From the first line of the entries below to the line with "pub async fn read_aliases(path: &Path)", give each line again exactly.

----

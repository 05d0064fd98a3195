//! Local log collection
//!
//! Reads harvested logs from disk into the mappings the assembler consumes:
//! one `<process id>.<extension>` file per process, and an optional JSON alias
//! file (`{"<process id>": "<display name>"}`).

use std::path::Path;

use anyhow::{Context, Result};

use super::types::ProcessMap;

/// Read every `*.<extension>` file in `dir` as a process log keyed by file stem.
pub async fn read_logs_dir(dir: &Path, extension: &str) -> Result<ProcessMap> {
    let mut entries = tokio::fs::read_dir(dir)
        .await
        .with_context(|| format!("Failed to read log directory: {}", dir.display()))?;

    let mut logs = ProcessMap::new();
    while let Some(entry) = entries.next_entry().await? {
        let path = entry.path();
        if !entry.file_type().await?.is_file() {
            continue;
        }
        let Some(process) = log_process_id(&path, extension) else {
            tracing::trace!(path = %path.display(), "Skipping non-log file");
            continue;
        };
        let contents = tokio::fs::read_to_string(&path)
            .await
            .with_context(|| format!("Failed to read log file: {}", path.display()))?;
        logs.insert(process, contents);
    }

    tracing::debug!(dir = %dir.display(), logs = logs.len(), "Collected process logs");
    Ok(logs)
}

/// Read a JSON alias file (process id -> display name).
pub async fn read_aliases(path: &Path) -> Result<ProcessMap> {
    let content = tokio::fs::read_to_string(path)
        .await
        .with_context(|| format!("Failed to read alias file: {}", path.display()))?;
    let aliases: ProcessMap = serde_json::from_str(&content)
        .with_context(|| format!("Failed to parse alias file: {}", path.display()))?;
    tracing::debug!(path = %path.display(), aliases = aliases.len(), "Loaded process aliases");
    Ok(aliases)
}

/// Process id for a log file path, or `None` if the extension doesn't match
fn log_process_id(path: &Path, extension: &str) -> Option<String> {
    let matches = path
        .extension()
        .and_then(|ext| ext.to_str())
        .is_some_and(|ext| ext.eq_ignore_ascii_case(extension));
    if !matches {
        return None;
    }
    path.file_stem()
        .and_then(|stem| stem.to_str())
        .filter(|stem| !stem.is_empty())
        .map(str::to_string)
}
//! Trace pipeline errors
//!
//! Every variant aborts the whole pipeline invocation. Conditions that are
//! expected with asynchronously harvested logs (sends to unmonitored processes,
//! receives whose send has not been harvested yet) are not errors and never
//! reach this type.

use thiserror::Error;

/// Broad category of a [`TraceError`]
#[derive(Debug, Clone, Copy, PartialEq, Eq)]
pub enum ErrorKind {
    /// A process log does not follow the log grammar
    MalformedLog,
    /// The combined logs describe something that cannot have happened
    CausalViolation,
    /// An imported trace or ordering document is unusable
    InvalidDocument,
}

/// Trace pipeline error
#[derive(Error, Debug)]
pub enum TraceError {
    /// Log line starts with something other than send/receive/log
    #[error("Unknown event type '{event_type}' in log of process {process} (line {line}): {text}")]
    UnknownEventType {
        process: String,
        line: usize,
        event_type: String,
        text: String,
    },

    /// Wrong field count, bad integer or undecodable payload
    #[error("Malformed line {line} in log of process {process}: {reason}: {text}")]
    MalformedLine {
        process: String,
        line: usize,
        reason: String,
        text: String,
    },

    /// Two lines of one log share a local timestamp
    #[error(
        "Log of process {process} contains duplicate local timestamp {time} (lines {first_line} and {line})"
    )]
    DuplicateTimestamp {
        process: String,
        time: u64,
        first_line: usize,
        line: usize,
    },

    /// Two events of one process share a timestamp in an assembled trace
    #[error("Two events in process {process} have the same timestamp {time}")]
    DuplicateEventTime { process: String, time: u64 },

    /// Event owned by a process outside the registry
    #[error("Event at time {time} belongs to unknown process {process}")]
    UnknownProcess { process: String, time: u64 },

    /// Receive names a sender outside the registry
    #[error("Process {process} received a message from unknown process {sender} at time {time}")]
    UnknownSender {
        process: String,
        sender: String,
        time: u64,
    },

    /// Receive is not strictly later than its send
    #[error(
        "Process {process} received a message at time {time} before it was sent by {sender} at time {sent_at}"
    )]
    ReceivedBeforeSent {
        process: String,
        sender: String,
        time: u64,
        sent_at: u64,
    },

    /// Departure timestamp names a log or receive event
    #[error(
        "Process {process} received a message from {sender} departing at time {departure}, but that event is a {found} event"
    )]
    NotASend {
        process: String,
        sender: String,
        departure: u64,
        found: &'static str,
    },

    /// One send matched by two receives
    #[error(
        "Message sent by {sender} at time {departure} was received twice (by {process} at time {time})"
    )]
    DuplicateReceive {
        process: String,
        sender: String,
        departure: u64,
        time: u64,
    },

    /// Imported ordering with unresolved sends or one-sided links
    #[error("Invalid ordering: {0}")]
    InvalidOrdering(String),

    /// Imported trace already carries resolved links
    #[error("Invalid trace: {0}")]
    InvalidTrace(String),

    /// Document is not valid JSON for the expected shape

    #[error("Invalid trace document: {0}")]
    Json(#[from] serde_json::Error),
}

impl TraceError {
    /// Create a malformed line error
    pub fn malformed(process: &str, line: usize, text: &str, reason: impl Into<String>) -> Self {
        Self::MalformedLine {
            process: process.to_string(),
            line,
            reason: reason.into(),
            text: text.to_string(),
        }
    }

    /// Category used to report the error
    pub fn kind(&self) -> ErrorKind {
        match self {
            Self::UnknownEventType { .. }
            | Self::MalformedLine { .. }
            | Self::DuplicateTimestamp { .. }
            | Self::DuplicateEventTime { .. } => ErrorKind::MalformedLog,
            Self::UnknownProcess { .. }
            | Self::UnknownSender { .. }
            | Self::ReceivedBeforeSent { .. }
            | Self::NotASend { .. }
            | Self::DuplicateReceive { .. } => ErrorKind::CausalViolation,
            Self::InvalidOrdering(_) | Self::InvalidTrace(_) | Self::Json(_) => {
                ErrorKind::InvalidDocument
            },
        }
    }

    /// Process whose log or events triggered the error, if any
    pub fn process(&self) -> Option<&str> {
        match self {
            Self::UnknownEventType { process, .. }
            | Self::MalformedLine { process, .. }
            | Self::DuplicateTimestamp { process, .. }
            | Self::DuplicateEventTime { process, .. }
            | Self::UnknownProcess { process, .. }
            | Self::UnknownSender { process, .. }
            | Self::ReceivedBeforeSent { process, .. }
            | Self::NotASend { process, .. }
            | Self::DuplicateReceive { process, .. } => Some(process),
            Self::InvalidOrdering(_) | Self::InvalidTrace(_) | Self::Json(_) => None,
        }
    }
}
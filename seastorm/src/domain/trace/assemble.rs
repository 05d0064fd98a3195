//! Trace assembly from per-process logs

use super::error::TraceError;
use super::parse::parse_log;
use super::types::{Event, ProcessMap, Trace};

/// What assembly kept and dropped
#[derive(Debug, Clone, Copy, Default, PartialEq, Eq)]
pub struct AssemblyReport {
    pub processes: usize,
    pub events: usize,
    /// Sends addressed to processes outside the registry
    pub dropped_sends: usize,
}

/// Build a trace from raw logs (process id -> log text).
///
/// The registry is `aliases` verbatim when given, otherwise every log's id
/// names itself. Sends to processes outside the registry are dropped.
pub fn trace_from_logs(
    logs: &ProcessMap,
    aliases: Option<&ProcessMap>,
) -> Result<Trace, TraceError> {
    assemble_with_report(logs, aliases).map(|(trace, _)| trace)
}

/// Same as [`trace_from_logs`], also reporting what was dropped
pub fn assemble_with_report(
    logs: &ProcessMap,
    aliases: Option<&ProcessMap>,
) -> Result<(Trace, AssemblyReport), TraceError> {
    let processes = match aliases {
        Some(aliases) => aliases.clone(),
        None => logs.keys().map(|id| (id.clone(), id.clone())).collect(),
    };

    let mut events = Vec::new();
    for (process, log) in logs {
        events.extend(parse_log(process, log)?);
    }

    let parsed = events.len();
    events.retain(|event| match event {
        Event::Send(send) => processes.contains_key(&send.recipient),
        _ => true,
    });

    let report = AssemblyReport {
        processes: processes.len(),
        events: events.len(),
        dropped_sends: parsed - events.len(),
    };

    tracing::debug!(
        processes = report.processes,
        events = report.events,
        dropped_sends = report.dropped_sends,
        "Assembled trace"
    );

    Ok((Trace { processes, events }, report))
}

----

RESULT OF THIS EXERCISE »
repository 05d0064fd98a3195
//! Local log collection
//!
//! Reads harvested logs from disk into the mappings the assembler consumes:
//! one `<process id>.<extension>` file per process, and an optional JSON alias
//! file (`{"<process id>": "<display name>"}`).

use std::path::Path;

use anyhow::{Context, Result};

use super::types::ProcessMap;

/// Read every `*.<extension>` file in `dir` as a process log keyed by file stem.
pub async fn read_logs_dir(dir: &Path, extension: &str) -> Result<ProcessMap> {
    let mut entries = tokio::fs::read_dir(dir)
        .await
        .with_context(|| format!("Failed to read log directory: {}", dir.display()))?;

    let mut logs = ProcessMap::new();
    while let Some(entry) = entries.next_entry().await? {
        let path = entry.path();
        if !entry.file_type().await?.is_file() {
            continue;
        }
        let Some(process) = log_process_id(&path, extension) else {
            tracing::trace!(path = %path.display(), "Skipping non-log file");
            continue;
        };
        let contents = tokio::fs::read_to_string(&path)
            .await
            .with_context(|| format!("Failed to read log file: {}", path.display()))?;
        logs.insert(process, contents);
    }

    tracing::debug!(dir = %dir.display(), logs = logs.len(), "Collected process logs");
    Ok(logs)
}

/// Read a JSON alias file (process id -> display name).
pub async fn read_aliases(path: &Path) -> Result<ProcessMap> {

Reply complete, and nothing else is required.